Our explorations ashore showed that the only flat land was close to the dry streams as they ran into the beach. Even at the eastern beach this only extended 100m or so inland before the slopes rose up. There were no paths or tracks and the bush was impassable. We were therefore very much limited to the beach area. Still, the dinghy allowed us to go over and so see the coral. There were some areas of fairly colourful coral, primarily reds, so this was living coral. However, mostly the coral was an unexciting brown. We did not see any of the small colourful fish we are used to seeing in droves on the reefs of the South Pacific islands. Ashore at low tide the exposed coral was small and dull coloured.
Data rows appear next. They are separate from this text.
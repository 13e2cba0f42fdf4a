use std::collections::HashSet;
use std::fs;
use std::path::Path;

use async_openai::types::{ChatCompletionTool, ChatCompletionToolType, FunctionObject};
use serde::Deserialize;
use serde_json::Value;

use crate::error::ConfigurationError;

/// Tool metadata handed to the model at binding time.
#[derive(Debug, Clone, PartialEq)]
pub struct ToolDescriptor {
    pub name: String,
    pub description: Option<String>,
    /// JSON schema of the parameters object
    pub parameters: Value,
}

impl ToolDescriptor {
    /// OpenAI SDK `FunctionObject`
    pub fn function_object(&self) -> FunctionObject {
        FunctionObject {
            name: self.name.clone(),
            description: self.description.clone(),
            parameters: Some(self.parameters.clone()),
            strict: None,
        }
    }

    /// ChatCompletionTool form for the request `tools` vector
    pub fn as_chat_tool(&self) -> ChatCompletionTool {
        ChatCompletionTool {
            r#type: ChatCompletionToolType::Function,
            function: self.function_object(),
        }
    }
}

/// Immutable list of tool descriptors loaded once at startup.
#[derive(Debug, Clone, Default, PartialEq)]
pub struct ToolSchema {
    tools: Vec<ToolDescriptor>,
}

#[derive(Deserialize)]
struct SchemaFile {
    tools: Vec<RawTool>,
}

// Entries may be written OpenAI style (`{"type":"function","function":{...}}`) or flat.
#[derive(Deserialize)]
#[serde(untagged)]
enum RawTool {
    Wrapped { function: RawFunction },
    Flat(RawFunction),
}

#[derive(Deserialize)]
struct RawFunction {
    name: String,
    #[serde(default)]
    description: Option<String>,
    #[serde(default = "empty_object")]
    parameters: Value,
}

fn empty_object() -> Value {
    serde_json::json!({ "type": "object", "properties": {} })
}

impl ToolSchema {
    pub fn new(tools: Vec<ToolDescriptor>) -> Result<Self, ConfigurationError> {
        let mut seen = HashSet::new();
        for t in &tools {
            if !seen.insert(t.name.as_str()) {
                return Err(ConfigurationError::DuplicateTool(t.name.clone()));
            }
        }
        Ok(Self { tools })
    }

    /// Parse a `{"tools": [...]}` document.
    pub fn from_json_str(text: &str) -> Result<Self, ConfigurationError> {
        let file: SchemaFile = serde_json::from_str(text)?;
        let tools = file
            .tools
            .into_iter()
            .map(|raw| {
                let f = match raw {
                    RawTool::Wrapped { function } => function,
                    RawTool::Flat(f) => f,
                };
                ToolDescriptor { name: f.name, description: f.description, parameters: f.parameters }
            })
            .collect();
        Self::new(tools)
    }

    /// Read and parse a schema file. Any failure is a startup error.
    pub fn load<P: AsRef<Path>>(path: P) -> Result<Self, ConfigurationError> {
        let text = fs::read_to_string(path.as_ref()).map_err(|source| ConfigurationError::SchemaIo {
            path: path.as_ref().to_path_buf(),
            source,
        })?;
        Self::from_json_str(&text)
    }

    pub fn tools(&self) -> &[ToolDescriptor] {
        &self.tools
    }

    pub fn get(&self, name: &str) -> Option<&ToolDescriptor> {
        self.tools.iter().find(|t| t.name == name)
    }

    pub fn as_chat_tools(&self) -> Vec<ChatCompletionTool> {
        self.tools.iter().map(|t| t.as_chat_tool()).collect()
    }
}

#[cfg(test)]
mod tests {
    use super::*;

    #[test]
    fn parses_wrapped_and_flat_entries() {
        let schema = ToolSchema::from_json_str(
            r#"{"tools":[
                {"type":"function","function":{"name":"get_holidays","parameters":{"type":"object"}}},
                {"name":"other","description":"flat"}
            ]}"#,
        )
        .unwrap();
        assert_eq!(schema.tools().len(), 2);
        assert_eq!(schema.get("other").unwrap().description.as_deref(), Some("flat"));
        assert_eq!(schema.as_chat_tools()[0].function.name, "get_holidays");
    }

    #[test]
    fn missing_tools_key_is_configuration_error() {
        let err = ToolSchema::from_json_str(r#"{"functions":[]}"#).unwrap_err();
        assert!(matches!(err, ConfigurationError::SchemaParse(_)));
    }

    #[test]
    fn duplicate_names_rejected() {
        let err = ToolSchema::from_json_str(r#"{"tools":[{"name":"a"},{"name":"a"}]}"#).unwrap_err();
        assert!(matches!(err, ConfigurationError::DuplicateTool(ref n) if n == "a"));
    }
}
use std::io;

use color_eyre::Result;
use holiday_assistant::{run_repl, tools::ToolSchema, Assistant, AssistantConfig};
use tracing_appender::rolling;
use tracing_subscriber::{fmt, layer::SubscriberExt, util::SubscriberInitExt, EnvFilter};

fn main() -> Result<()> {
    color_eyre::install()?;

    // Optional .env with ASSISTANT_* / OLLAMA_HOST overrides.
    let _ = dotenvy::dotenv();

    // Logs go to a file only so they do not interleave with the conversation on stdout.
    let file_appender = rolling::daily("logs", "assistant.log");
    let (non_blocking, _guard) = tracing_appender::non_blocking(file_appender);

    let env_filter = EnvFilter::try_from_default_env().or_else(|_| EnvFilter::try_new("info"))?;

    let file_layer = fmt::layer()
        .with_writer(non_blocking)
        .with_ansi(false)
        .with_target(true);

    tracing_subscriber::registry()
        .with(env_filter)
        .with(file_layer)
        .init();

    let config = AssistantConfig::from_env();
    let schema = ToolSchema::load(&config.tools_path)?;
    let assistant = Assistant::from_config(&config, schema)?;

    run_repl(&assistant, io::stdin().lock(), io::stdout().lock())
}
Interestingly, whilst fish were almost totally absent from the shallows and pools, the reef was teeming with small black crabs up to 3cm across the shell. Typical crab attitude, first they skitter under a rock, and then they turn, claws up, ready to fight; come and get it! The sandy shoal on the eastern beach had occasional small rocks with a healthy growth of rock oysters on them. Some of the oysters were a useful size and Paul soon had his knife out and enjoyed a feed of really fresh oysters; perhaps not as sweet as cold water oysters but delicious nonetheless.
Refuge Bay provided excellent shelter from the trade winds and, secure, with a beautiful outlook we stayed 3 days. We tried out our new fishing lures from the boat but, contrary to the fishing shop prediction, not a bite! Ah well, it was great looking at the wildlife, turtles close by, butterflies struggling manfully to the island, a few seabirds soaring, and the raucous clamour of crows, parrots, parakeets and a host of other unseen and unknown birds in the bush. Not bad at all.
Pictures: Scawfell Island – deserted beaches, a national park, and a turtle close by.